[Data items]
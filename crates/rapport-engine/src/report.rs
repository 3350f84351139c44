//! Health report rendering

use crate::ScoreEngine;
use rapport_domain::HealthStatus;
use serde::{Deserialize, Serialize};

/// Structured summary of an engine's current health.
///
/// This is the data behind [`ScoreEngine::summarize`]; consumers that want
/// machine-readable output (JSON, tables) use the struct directly instead
/// of parsing the rendered text.
#[derive(Debug, Clone, PartialEq, Serialize, Deserialize)]
pub struct HealthReport {
    /// Composite score S = T × N × C × E, rounded to 3 decimals
    pub score: f64,

    /// Qualitative band of the score
    pub status: HealthStatus,

    /// Latest smoothed trust value (or the configured baseline)
    pub current_trust: f64,

    /// Number of recorded anchors
    pub anchor_count: usize,

    /// Number of recorded exchanges
    pub exchange_count: usize,
}

impl HealthReport {
    /// Build a report from an engine's current state.
    pub fn from_engine(engine: &ScoreEngine) -> Self {
        let breakdown = engine.breakdown();
        Self {
            score: breakdown.score,
            status: breakdown.status,
            current_trust: engine.current_trust(),
            anchor_count: engine.state().anchor_count(),
            exchange_count: engine.state().exchange_count(),
        }
    }

    /// Render the deterministic multi-line textual report.
    pub fn render(&self) -> String {
        let lines = [
            format!("Relationship health: {:.3} ({})", self.score, self.status),
            format!("  Trust coherency (T): {:.3}", self.current_trust),
            format!("  Subjective novelty (N): {} anchors", self.anchor_count),
            format!(
                "  Continuity (C): preserved across {} exchanges",
                self.exchange_count
            ),
            "  Empathy bonus (E): bidirectional respect engaged".to_string(),
        ];
        lines.join("\n")
    }
}

impl std::fmt::Display for HealthReport {
    fn fmt(&self, f: &mut std::fmt::Formatter<'_>) -> std::fmt::Result {
        write!(f, "{}", self.render())
    }
}

#[cfg(test)]
mod tests {
    use super::*;

    #[test]
    fn test_render_structure() {
        let report = HealthReport {
            score: 0.946,
            status: HealthStatus::NeedsAttention,
            current_trust: 0.946044,
            anchor_count: 2,
            exchange_count: 2,
        };

        let text = report.render();
        let lines: Vec<&str> = text.lines().collect();
        assert_eq!(lines.len(), 5);
        assert_eq!(lines[0], "Relationship health: 0.946 (needs attention)");
        assert_eq!(lines[1], "  Trust coherency (T): 0.946");
        assert!(lines[2].contains("2 anchors"));
        assert!(lines[3].contains("2 exchanges"));
        assert!(lines[4].contains("Empathy bonus"));
    }

    #[test]
    fn test_render_is_deterministic() {
        let engine = {
            let mut e = ScoreEngine::default_config();
            e.record_trust(0.9, 0.9, 0.9).unwrap();
            e
        };
        assert_eq!(engine.summarize(), engine.summarize());
    }
}
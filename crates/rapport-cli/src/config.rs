//! Configuration management for the CLI.

use crate::error::{CliError, Result};
use rapport_domain::ScoreParams;
use rapport_engine::EngineConfig;
use serde::{Deserialize, Serialize};
use std::fs;
use std::path::PathBuf;

/// CLI configuration.
#[derive(Debug, Clone, Serialize, Deserialize)]
pub struct Config {
    /// Global settings
    #[serde(default)]
    pub settings: Settings,

    /// Scoring tunables
    #[serde(default)]
    pub tunables: Tunables,
}

/// Global CLI settings.
#[derive(Debug, Clone, Serialize, Deserialize)]
pub struct Settings {
    /// Enable colored output
    #[serde(default = "default_true")]
    pub color: bool,

    /// Default output format
    #[serde(default = "default_format")]
    pub format: OutputFormat,

    /// REPL history size
    #[serde(default = "default_history_size")]
    pub history_size: usize,
}

/// Scoring tunables, overridable in the config file.
#[derive(Debug, Clone, Serialize, Deserialize)]
pub struct Tunables {
    /// Trust EMA reactivity (0, 1)
    #[serde(default = "default_smoothing_rate")]
    pub smoothing_rate: f64,

    /// Geometric decay per exchange
    #[serde(default = "default_continuity_decay")]
    pub continuity_decay: f64,

    /// Maximum empathy multiplier
    #[serde(default = "default_empathy_ceiling")]
    pub empathy_ceiling: f64,

    /// Respect level at which the empathy bonus starts
    #[serde(default = "default_empathy_threshold")]
    pub empathy_threshold: f64,

    /// Geometric base for anchor recency weights
    #[serde(default = "default_anchor_decay_base")]
    pub anchor_decay_base: f64,

    /// Novelty factor when no anchors exist
    #[serde(default = "default_novelty_baseline")]
    pub novelty_baseline: f64,
}

/// Output format.
#[derive(Debug, Clone, Copy, Serialize, Deserialize)]
#[serde(rename_all = "lowercase")]
pub enum OutputFormat {
    /// Table format
    Table,
    /// JSON format
    Json,
    /// Quiet (score only) format
    Quiet,
}

impl Config {
    /// Get the configuration file path.
    pub fn path() -> Result<PathBuf> {
        let home = dirs::home_dir()
            .ok_or_else(|| CliError::Config("Could not find home directory".into()))?;
        Ok(home.join(".rapport").join("config.toml"))
    }

    /// Load configuration from file or create default.
    pub fn load() -> Result<Self> {
        let path = Self::path()?;

        if path.exists() {
            let contents = fs::read_to_string(&path)?;
            let config: Config = toml::from_str(&contents)?;
            Ok(config)
        } else {
            Ok(Self::default())
        }
    }

    /// Save configuration to file.
    pub fn save(&self) -> Result<()> {
        let path = Self::path()?;

        if let Some(parent) = path.parent() {
            fs::create_dir_all(parent)?;
        }

        let contents = toml::to_string_pretty(self)
            .map_err(|e| CliError::Config(format!("Failed to serialize config: {}", e)))?;
        fs::write(&path, contents)?;
        Ok(())
    }

    /// Build an engine configuration from the tunables.
    pub fn engine_config(&self) -> EngineConfig {
        EngineConfig {
            smoothing_rate: self.tunables.smoothing_rate,
            params: ScoreParams {
                continuity_decay: self.tunables.continuity_decay,
                empathy_ceiling: self.tunables.empathy_ceiling,
                empathy_threshold: self.tunables.empathy_threshold,
                anchor_decay_base: self.tunables.anchor_decay_base,
                novelty_baseline: self.tunables.novelty_baseline,
            },
            ..EngineConfig::default()
        }
    }
}

impl Default for Config {
    fn default() -> Self {
        Self {
            settings: Settings::default(),
            tunables: Tunables::default(),
        }
    }
}

impl Default for Settings {
    fn default() -> Self {
        Self {
            color: true,
            format: OutputFormat::Table,
            history_size: 1000,
        }
    }
}

impl Default for Tunables {
    fn default() -> Self {
        Self {
            smoothing_rate: default_smoothing_rate(),
            continuity_decay: default_continuity_decay(),
            empathy_ceiling: default_empathy_ceiling(),
            empathy_threshold: default_empathy_threshold(),
            anchor_decay_base: default_anchor_decay_base(),
            novelty_baseline: default_novelty_baseline(),
        }
    }
}

fn default_true() -> bool {
    true
}

fn default_format() -> OutputFormat {
    OutputFormat::Table
}

fn default_history_size() -> usize {
    1000
}

fn default_smoothing_rate() -> f64 {
    rapport_engine::EngineConfig::default().smoothing_rate
}

fn default_continuity_decay() -> f64 {
    ScoreParams::default().continuity_decay
}

fn default_empathy_ceiling() -> f64 {
    ScoreParams::default().empathy_ceiling
}

fn default_empathy_threshold() -> f64 {
    ScoreParams::default().empathy_threshold
}

fn default_anchor_decay_base() -> f64 {
    ScoreParams::default().anchor_decay_base
}

fn default_novelty_baseline() -> f64 {
    ScoreParams::default().novelty_baseline
}

#[cfg(test)]
mod tests {
    use super::*;

    #[test]
    fn test_default_config_matches_engine_defaults() {
        let config = Config::default();
        assert!(config.settings.color);
        assert_eq!(config.engine_config(), EngineConfig::default());
    }

    #[test]
    fn test_partial_toml_fills_defaults() {
        let config: Config = toml::from_str(
            r#"
            [tunables]
            smoothing_rate = 0.5
            "#,
        )
        .unwrap();

        assert_eq!(config.tunables.smoothing_rate, 0.5);
        assert_eq!(
            config.tunables.continuity_decay,
            ScoreParams::default().continuity_decay
        );
        assert!(config.settings.color);
    }

    #[test]
    fn test_toml_round_trip() {
        let config = Config::default();
        let text = toml::to_string_pretty(&config).unwrap();
        let back: Config = toml::from_str(&text).unwrap();
        assert_eq!(back.tunables.smoothing_rate, config.tunables.smoothing_rate);
    }
}
//! Score command implementation.

use crate::cli::ScoreArgs;
use crate::config::Config;
use crate::error::{CliError, Result};
use crate::output::Formatter;
use rapport_engine::{read_snapshot, write_snapshot, ScoreEngine, SessionEvent};
use std::fs;
use std::io::Read;

/// Execute the score command: replay a session event log and report.
pub fn execute_score(args: ScoreArgs, config: &Config, formatter: &Formatter) -> Result<()> {
    let mut engine_config = config.engine_config();
    if let Some(rate) = args.rate {
        engine_config.smoothing_rate = rate;
    }

    let mut engine = match &args.load {
        Some(path) => ScoreEngine::from_snapshot(engine_config, read_snapshot(path)?),
        None => ScoreEngine::new(engine_config),
    };

    let events = read_events(&args)?;
    engine.replay(&events)?;

    println!("{}", formatter.format_report(&engine.report())?);

    if let Some(path) = &args.save {
        write_snapshot(path, &engine.snapshot())?;
        println!(
            "{}",
            formatter.success(&format!("Snapshot saved to {}", path.display()))
        );
    }

    Ok(())
}

/// Read the event log from the file or stdin source.
fn read_events(args: &ScoreArgs) -> Result<Vec<SessionEvent>> {
    let contents = match (&args.file, args.stdin) {
        (Some(path), false) => fs::read_to_string(path)?,
        (None, true) => {
            let mut buf = String::new();
            std::io::stdin().read_to_string(&mut buf)?;
            buf
        }
        (Some(_), true) => {
            return Err(CliError::InvalidInput(
                "Specify either --file or --stdin, not both".to_string(),
            ))
        }
        (None, false) => {
            // Replaying nothing is legal when loading a snapshot
            if args.load.is_some() {
                return Ok(Vec::new());
            }
            return Err(CliError::InvalidInput(
                "No event source. Use --file, --stdin, or --load".to_string(),
            ));
        }
    };

    Ok(serde_json::from_str(&contents)?)
}

#[cfg(test)]
mod tests {
    use super::*;
    use std::io::Write;

    #[test]
    fn test_read_events_from_file() {
        let mut file = tempfile::NamedTempFile::new().unwrap();
        write!(
            file,
            r#"[{{"type": "trust", "accuracy": 0.9, "applicability": 0.9, "mutual_respect": 0.9}}]"#
        )
        .unwrap();

        let args = ScoreArgs {
            file: Some(file.path().to_path_buf()),
            stdin: false,
            load: None,
            save: None,
            rate: None,
        };

        let events = read_events(&args).unwrap();
        assert_eq!(events.len(), 1);
    }

    #[test]
    fn test_conflicting_sources_rejected() {
        let args = ScoreArgs {
            file: Some("whatever.json".into()),
            stdin: true,
            load: None,
            save: None,
            rate: None,
        };
        assert!(matches!(
            read_events(&args),
            Err(CliError::InvalidInput(_))
        ));
    }

    #[test]
    fn test_no_source_without_snapshot_rejected() {
        let args = ScoreArgs {
            file: None,
            stdin: false,
            load: None,
            save: None,
            rate: None,
        };
        assert!(read_events(&args).is_err());
    }

    #[test]
    fn test_snapshot_only_is_allowed() {
        let args = ScoreArgs {
            file: None,
            stdin: false,
            load: Some("state.json".into()),
            save: None,
            rate: None,
        };
        assert!(read_events(&args).unwrap().is_empty());
    }
}
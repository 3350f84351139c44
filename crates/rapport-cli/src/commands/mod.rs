//! Command implementations.

mod demo;
mod score;
mod screen;

pub use demo::execute_demo;
pub use score::execute_score;
pub use screen::execute_screen;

## Task
Looking through the records, copy out every line in which the word "Geometric" is found.

## Worked solution
    /// Geometric decay per exchange
    /// Geometric base for anchor recency weights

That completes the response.